Could it be that I need to know that the American government is continuing to play intramural hardball with each other at the expense of the very people who voted them into office, the very people who they claim to have their best interests in mind?

Could it be that I need to know that former Olympian Bruce Jenner and his wife, Kris Jenner, are now officially separated after 22 years of marriage?

Could it be that I need to know that there are people who reacted sharply with racist comments and harsh accusations in response to Nina Davuluri becoming the most recent Miss America because of her Indian origin?

Could it be that I need to know that a young pregnant woman in Mexico City gave birth on the front lawn of a medical clinic after being denied care from the medical personnel inside the facility who told her she was not ready to deliver?

Or maybe I need to know that the foods I am eating are entirely wrong or what movies I must be watching.  Perhaps I need to know which preschools my children should be going to in order to ensure they will be successful adults or how to Feng Shui the furniture in my living room.  Maybe someone will tell me what car I’m supposed to be driving, what brand of jeans someone “my age” should wear, what length my hair is supposed to be.  And surely I need to know which politician is involved in the latest sex scandal.   And, of course, here is the big one that someone must tell me now:  which version of God I am supposed to be embracing?

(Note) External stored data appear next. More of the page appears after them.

//! PNG encoding for RGBA severity layers.
//!
//! The layer goes straight onto a map as an image overlay, so the encoder
//! always emits full RGBA (color type 6) with no filtering.

use std::io::Write;

/// Create a PNG image from RGBA pixel data (color type 6).
///
/// # Arguments
/// - `pixels`: RGBA pixel data (4 bytes per pixel)
/// - `width`: Image width in pixels
/// - `height`: Image height in pixels
pub fn create_png(pixels: &[u8], width: usize, height: usize) -> Result<Vec<u8>, String> {
    if pixels.len() != width * height * 4 {
        return Err(format!(
            "pixel buffer length {} does not match {}x{} RGBA",
            pixels.len(),
            width,
            height
        ));
    }

    let mut png = Vec::new();

    // PNG signature
    png.extend_from_slice(&[137, 80, 78, 71, 13, 10, 26, 10]);

    // IHDR chunk
    let mut ihdr_data = Vec::new();
    ihdr_data.extend_from_slice(&(width as u32).to_be_bytes());
    ihdr_data.extend_from_slice(&(height as u32).to_be_bytes());
    ihdr_data.push(8); // bit depth
    ihdr_data.push(6); // color type (RGBA)
    ihdr_data.push(0); // compression method
    ihdr_data.push(0); // filter method
    ihdr_data.push(0); // interlace method
    write_chunk(&mut png, b"IHDR", &ihdr_data);

    // IDAT chunk (image data)
    let idat_data = deflate_idat_rgba(pixels, width, height)
        .map_err(|e| format!("IDAT compression failed: {}", e))?;
    write_chunk(&mut png, b"IDAT", &idat_data);

    // IEND chunk
    write_chunk(&mut png, b"IEND", &[]);

    Ok(png)
}

/// Write a PNG chunk
fn write_chunk(png: &mut Vec<u8>, chunk_type: &[u8; 4], data: &[u8]) {
    png.extend_from_slice(&(data.len() as u32).to_be_bytes());
    png.extend_from_slice(chunk_type);
    png.extend_from_slice(data);

    let mut hasher = crc32fast::Hasher::new();
    hasher.update(chunk_type);
    hasher.update(data);
    png.extend_from_slice(&hasher.finalize().to_be_bytes());
}

/// Deflate RGBA image data for IDAT chunk.
fn deflate_idat_rgba(
    pixels: &[u8],
    width: usize,
    height: usize,
) -> Result<Vec<u8>, Box<dyn std::error::Error>> {
    // Add filter byte (0 = no filter) to each scanline
    let mut uncompressed = Vec::with_capacity(height * (1 + width * 4));
    for y in 0..height {
        uncompressed.push(0); // filter type: none
        let row_start = y * width * 4;
        let row_end = row_start + width * 4;
        uncompressed.extend_from_slice(&pixels[row_start..row_end]);
    }

    let mut encoder = flate2::write::ZlibEncoder::new(Vec::new(), flate2::Compression::fast());
    encoder.write_all(&uncompressed)?;
    let compressed = encoder.finish()?;

    Ok(compressed)
}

Where does the long list of “things I need to know” end?

And how is it that everyone else knows what I need to know, and I don’t?

Of course, I’m being slightly facetious here to make a point.  But how many times and in what kinds of ways are we being told we need something in our lives in order to be, do, or have something else?   In order to be happy?  In order to be abundant?  In order to be in a relationship?  And do we ever stop to consider where we are getting that information?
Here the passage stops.